本発明は、非水系リチウムイオン二次電池用負極、その製法及び非水系リチウムイオン二次電池に関する。
非水系リチウムイオン二次電池は、高電圧・高エネルギー密度が得られるだけでなく、小型・軽量化が図れるため、パソコンや携帯電話等の情報通信機器の関連分野ではすでに実用化されている。また、近年では、資源問題や環境問題から電気自動車やハイブリッド自動車に搭載される電源としても利用されている。こうした非水系リチウムイオン二次電池は、正極活物質としてリチウム遷移金属複合酸化物、負極活物質として炭素材料、電解液として有機溶媒にLi塩を溶かしたもので構成されている。一般的に、正極活物質として層状構造、もしくはスピネル型構造を有するLiCoO2、LiNiO2、LiMn24およびそれらの誘導体が用いられ、負極活物質として黒鉛や非晶質炭素、合金などが使用されている。電解液溶媒には、可燃性の鎖状カーボネートと環状カーボネートを混合したもの、リチウム塩にはその伝導性の高さからLiPF6が用いられていることが多い。
しかし、非水系リチウムイオン二次電池は、特に低温において高い負極反応抵抗を示すため、低温入出力が低いという大きな課題がある。また、Liの電位に近い非常に低い充放電電位を示すことから、低温での入力時に分極増大によるLi析出の懸念がある。そのため、黒鉛粒子表面をピッチ、有機化合物あるいは高分子化合物で被覆し、焼成または黒鉛化することによりリチウムイオン二次電池の入出力を向上させることが提案されている(特許文献1〜4)。
一方、黒鉛化ナノ炭素粒子、あるいはカーボンブラックなどの非晶質炭素粒子を黒鉛粒子表面に担持することで、充放電特性が向上することが報告されている。例えば、親水化された黒鉛粒子に炭素質あるいは黒鉛質の粒子を付着させる方法(特許文献5)、黒鉛にカーボンブラックを添加する方法(特許文献6)、黒鉛原料とカーボンブラックを混合し熱処理することで黒鉛表面にカーボンブラックを固着させる方法(特許文献7)などが提案されている。
特開平5−307959号公報 特許第5061437号公報 特許第5153055号公報 特許第5772939号公報 特開2005−243447公報 特開2004−171901公報 特開2003−346804公報
しかしながら、特許文献1〜4では、負極を作製する際の結着材の分散媒が水系溶媒の場合、粒子間の導電性が十分でないため、充放電特性を十分に発揮できない場合がある。また、負極塗工時の安全面、環境面への配慮から、水系溶媒・結着材の使用が望まれており、水系溶媒・結着材を用いた場合にも優れた充放電特性を示す黒鉛粒子表面改質が求められている。

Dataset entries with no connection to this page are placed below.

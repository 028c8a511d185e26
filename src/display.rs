/// Rendering layer.  All terminal I/O lives here.
///
/// Works only from a `RenderSnapshot`: world coordinates (1920×1080 by
/// default) are scaled onto whatever grid the terminal currently has.

use std::io::Write;

use crossterm::{
    cursor,
    style::{self, Color, Print},
    terminal, QueueableCommand,
};
use taco_invasion::entities::{EnemyFacing, EnemyKind, Facing, Vec2};
use taco_invasion::snapshot::{
    DeathScreen, EnemySprite, EnemyView, HealthTier, RenderSnapshot, WaveView,
};

// ── Colour palette ────────────────────────────────────────────────────────────

const C_BORDER: Color = Color::DarkBlue;
const C_HUD_SCORE: Color = Color::Yellow;
const C_HUD_HEALTH: Color = Color::Red;
const C_HUD_WAVE: Color = Color::Cyan;
const C_PLAYER: Color = Color::White;
const C_PLAYER_FADED: Color = Color::DarkGrey;
const C_TACO: Color = Color::Yellow;
const C_BURGER: Color = Color::DarkYellow;
const C_CHIPS: Color = Color::Green;
const C_DAMAGED: Color = Color::Red;
const C_DYING: Color = Color::DarkGrey;
const C_BULLET_PLAYER: Color = Color::Cyan;
const C_BULLET_ENEMY: Color = Color::Magenta;
const C_HINT: Color = Color::DarkGrey;

/// Rows taken by the HUD above the arena and the hint below it.
const TOP_ROWS: u16 = 1;
const BOTTOM_ROWS: u16 = 1;

// ── World → terminal mapping ──────────────────────────────────────────────────

/// The arena inside the border, in terminal cells.
struct Viewport {
    cols: u16,
    rows: u16,
    world_w: f32,
    world_h: f32,
}

impl Viewport {
    fn new(snap: &RenderSnapshot, cols: u16, rows: u16) -> Self {
        Self {
            cols,
            rows,
            world_w: snap.width,
            world_h: snap.height,
        }
    }

    fn inner_cols(&self) -> u16 {
        self.cols.saturating_sub(2).max(1)
    }

    fn inner_rows(&self) -> u16 {
        self.rows.saturating_sub(TOP_ROWS + BOTTOM_ROWS + 2).max(1)
    }

    /// Cell for a world point, or `None` if it falls outside the arena.
    fn cell(&self, p: Vec2) -> Option<(u16, u16)> {
        if p.x < 0.0 || p.y < 0.0 || p.x >= self.world_w || p.y >= self.world_h {
            return None;
        }
        let col = (p.x / self.world_w * self.inner_cols() as f32) as u16;
        let row = (p.y / self.world_h * self.inner_rows() as f32) as u16;
        Some((col + 1, row + TOP_ROWS + 1))
    }
}

// ── Public entry point ────────────────────────────────────────────────────────

/// Render one complete frame.
pub fn render<W: Write>(out: &mut W, snap: &RenderSnapshot) -> std::io::Result<()> {
    let (cols, rows) = terminal::size()?;
    let view = Viewport::new(snap, cols, rows);

    out.queue(terminal::Clear(terminal::ClearType::All))?;

    draw_border(out, &view)?;
    draw_hud(out, snap, cols)?;

    for enemy in &snap.enemies {
        draw_enemy(out, &view, enemy)?;
    }
    for &pos in &snap.bullets {
        draw_glyph(out, &view, pos, "•", C_BULLET_PLAYER)?;
    }
    for bullet in &snap.enemy_bullets {
        draw_glyph(out, &view, bullet.pos, "o", C_BULLET_ENEMY)?;
    }

    if !snap.player.dead {
        draw_player(out, &view, snap)?;
    }
    draw_controls_hint(out, rows)?;

    if let DeathScreen::Shown { score, highscore } = snap.death_screen {
        draw_death_screen(out, cols, rows, score, highscore)?;
    }

    out.queue(style::ResetColor)?;
    out.queue(cursor::MoveTo(0, rows.saturating_sub(1)))?;
    out.flush()?;
    Ok(())
}

// ── Border ────────────────────────────────────────────────────────────────────

fn draw_border<W: Write>(out: &mut W, view: &Viewport) -> std::io::Result<()> {
    let inner = view.inner_cols() as usize;
    let top = TOP_ROWS;
    let bottom = TOP_ROWS + view.inner_rows() + 1;

    out.queue(style::SetForegroundColor(C_BORDER))?;
    out.queue(cursor::MoveTo(0, top))?;
    out.queue(Print(format!("┌{}┐", "─".repeat(inner))))?;
    out.queue(cursor::MoveTo(0, bottom))?;
    out.queue(Print(format!("└{}┘", "─".repeat(inner))))?;

    for row in top + 1..bottom {
        out.queue(cursor::MoveTo(0, row))?;
        out.queue(Print("│"))?;
        out.queue(cursor::MoveTo(inner as u16 + 1, row))?;
        out.queue(Print("│"))?;
    }
    Ok(())
}

// ── HUD (row 0) ───────────────────────────────────────────────────────────────

fn progress_bar(wave: &WaveView, width: usize) -> String {
    let filled = ((wave.progress * width as f32).round() as usize).min(width);
    format!("{}{}", "█".repeat(filled), "░".repeat(width - filled))
}

fn draw_hud<W: Write>(out: &mut W, snap: &RenderSnapshot, cols: u16) -> std::io::Result<()> {
    // Score: left
    out.queue(cursor::MoveTo(1, 0))?;
    out.queue(style::SetForegroundColor(C_HUD_SCORE))?;
    out.queue(Print(format!("Score:{:>6}", snap.score)))?;

    // Wave: centre
    let wave = &snap.wave;
    let label = if wave.endless {
        format!("{} ∞ ", wave.name)
    } else {
        format!("{} ({}/{}) ", wave.name, wave.number, wave.count)
    };
    let wave_str = format!("{}{}", label, progress_bar(wave, 10));
    let wx = (cols / 2).saturating_sub(wave_str.chars().count() as u16 / 2);
    out.queue(cursor::MoveTo(wx, 0))?;
    out.queue(style::SetForegroundColor(C_HUD_WAVE))?;
    out.queue(Print(&wave_str))?;

    // Health: right
    let hearts = format!(
        "{}{}",
        "♥".repeat(snap.health.max(0) as usize),
        "♡".repeat((snap.max_health - snap.health).max(0) as usize)
    );
    let rx = cols.saturating_sub(hearts.chars().count() as u16 + 1);
    out.queue(cursor::MoveTo(rx, 0))?;
    out.queue(style::SetForegroundColor(C_HUD_HEALTH))?;
    out.queue(Print(&hearts))?;
    Ok(())
}

// ── Entities ──────────────────────────────────────────────────────────────────

fn draw_glyph<W: Write>(
    out: &mut W,
    view: &Viewport,
    pos: Vec2,
    glyph: &str,
    color: Color,
) -> std::io::Result<()> {
    if let Some((col, row)) = view.cell(pos) {
        out.queue(cursor::MoveTo(col, row))?;
        out.queue(style::SetForegroundColor(color))?;
        out.queue(Print(glyph))?;
    }
    Ok(())
}

fn player_glyph(facing: Facing) -> &'static str {
    match facing {
        Facing::Up => "▲",
        Facing::Down => "▼",
        Facing::Left => "◄",
        Facing::Right => "►",
        Facing::UpLeft => "◤",
        Facing::UpRight => "◥",
        Facing::DownLeft => "◣",
        Facing::DownRight => "◢",
    }
}

fn draw_player<W: Write>(out: &mut W, view: &Viewport, snap: &RenderSnapshot) -> std::io::Result<()> {
    let color = if snap.player.translucent {
        C_PLAYER_FADED
    } else {
        C_PLAYER
    };
    draw_glyph(out, view, snap.player.pos, player_glyph(snap.player.facing), color)
}

/// Death strip squeezed into three glyphs.
const DYING_GLYPHS: [&str; 3] = ["*", "+", "·"];

fn draw_enemy<W: Write>(out: &mut W, view: &Viewport, enemy: &EnemyView) -> std::io::Result<()> {
    let (glyph, color) = match enemy.sprite {
        EnemySprite::Dying { frame } => {
            let i = (frame as usize * DYING_GLYPHS.len() / 9).min(DYING_GLYPHS.len() - 1);
            (DYING_GLYPHS[i].to_string(), C_DYING)
        }
        EnemySprite::Alive { tier, facing } => {
            let body = match enemy.kind {
                EnemyKind::Taco => 'T',
                EnemyKind::Burger => 'B',
                EnemyKind::Chips => 'C',
            };
            let glyph = match facing {
                EnemyFacing::Left => format!("<{}", body),
                EnemyFacing::Right => format!("{}>", body),
            };
            let color = match (tier, enemy.kind) {
                (HealthTier::Damaged, _) => C_DAMAGED,
                (HealthTier::Full, EnemyKind::Taco) => C_TACO,
                (HealthTier::Full, EnemyKind::Burger) => C_BURGER,
                (HealthTier::Full, EnemyKind::Chips) => C_CHIPS,
            };
            (glyph, color)
        }
    };
    draw_glyph(out, view, enemy.pos, &glyph, color)
}

// ── Controls hint (last row) ──────────────────────────────────────────────────

fn draw_controls_hint<W: Write>(out: &mut W, rows: u16) -> std::io::Result<()> {
    out.queue(cursor::MoveTo(1, rows.saturating_sub(1)))?;
    out.queue(style::SetForegroundColor(C_HINT))?;
    out.queue(Print("WASD / arrows : Move   SPACE : Shoot   Q : Quit"))?;
    Ok(())
}

// ── Death screen ──────────────────────────────────────────────────────────────

fn draw_death_screen<W: Write>(
    out: &mut W,
    cols: u16,
    rows: u16,
    score: u32,
    highscore: u32,
) -> std::io::Result<()> {
    let new_best = score >= highscore && score > 0;
    let best_line = if new_best {
        format!("★ NEW HIGHSCORE: {:>6} ★", highscore)
    } else {
        format!("Highscore:   {:>6}", highscore)
    };
    let lines: Vec<(String, Color)> = vec![
        ("╔════════════════════╗".to_string(), Color::Red),
        ("║     YOU  DIED      ║".to_string(), Color::Red),
        ("╚════════════════════╝".to_string(), Color::Red),
        (format!("Score:       {:>6}", score), Color::Yellow),
        (
            best_line,
            if new_best { Color::Yellow } else { Color::DarkGrey },
        ),
        ("R - Respawn   M - Menu   Q - Quit".to_string(), Color::White),
    ];

    let cx = cols / 2;
    let start_row = (rows / 2).saturating_sub(lines.len() as u16 / 2);
    for (i, (msg, color)) in lines.iter().enumerate() {
        let col = cx.saturating_sub(msg.chars().count() as u16 / 2);
        out.queue(cursor::MoveTo(col, start_row + i as u16))?;
        out.queue(style::SetForegroundColor(*color))?;
        out.queue(Print(msg))?;
    }
    Ok(())
}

また、特許文献5〜7では、粒子間の導電性は改善されるが、特に低温における負極反応抵抗の増大に対しては、根本的な改善とはなっていない。また、カーボンブラックを黒鉛粒子表面に担持することにより、黒鉛粒子表面が疎水性となることから、水系溶媒・結着材を用いた負極塗工時に凝集が起こりやすくなり、均一な塗布膜を得ることが困難となる。
本発明はこのような課題を解決するためになされたものであり、黒鉛を負極活物質とする負極において、水系で製造可能であり、リチウムイオンの入出力特性及びLi析出耐性を向上させることを主目的とする。
上述した目的を達成するために鋭意研究したところ、本発明者らは、負極活物質である黒鉛に親水性カーボンブラックを適量添加すると、その目的を達成できることを見いだし、本発明を完成するに至った。
即ち、本発明の非水系リチウムイオン二次電池用負極は、負極活物質である黒鉛と、親水性カーボンブラックと、水系バインダーとを含み、(1)前記黒鉛の平均粒径をr1、比重をd1、前記親水性カーボンブラックの平均粒径をr2、比重をd2、前記親水性カーボンブラックの前記黒鉛に対する添加割合をx質量%としたとき、前記親水性カーボンブラックが前記黒鉛を被覆している割合である被覆率(=x(r1/4r2)(d1/d2))が6.1%以上46.4%以下であるか、(2)前記親水性カーボンブラックの前記黒鉛に対する添加割合が0.2質量%以上1.5質量%以下のものである。なお、r1とr2の単位、d1とd2の単位は揃えるものとする(以下同じ)。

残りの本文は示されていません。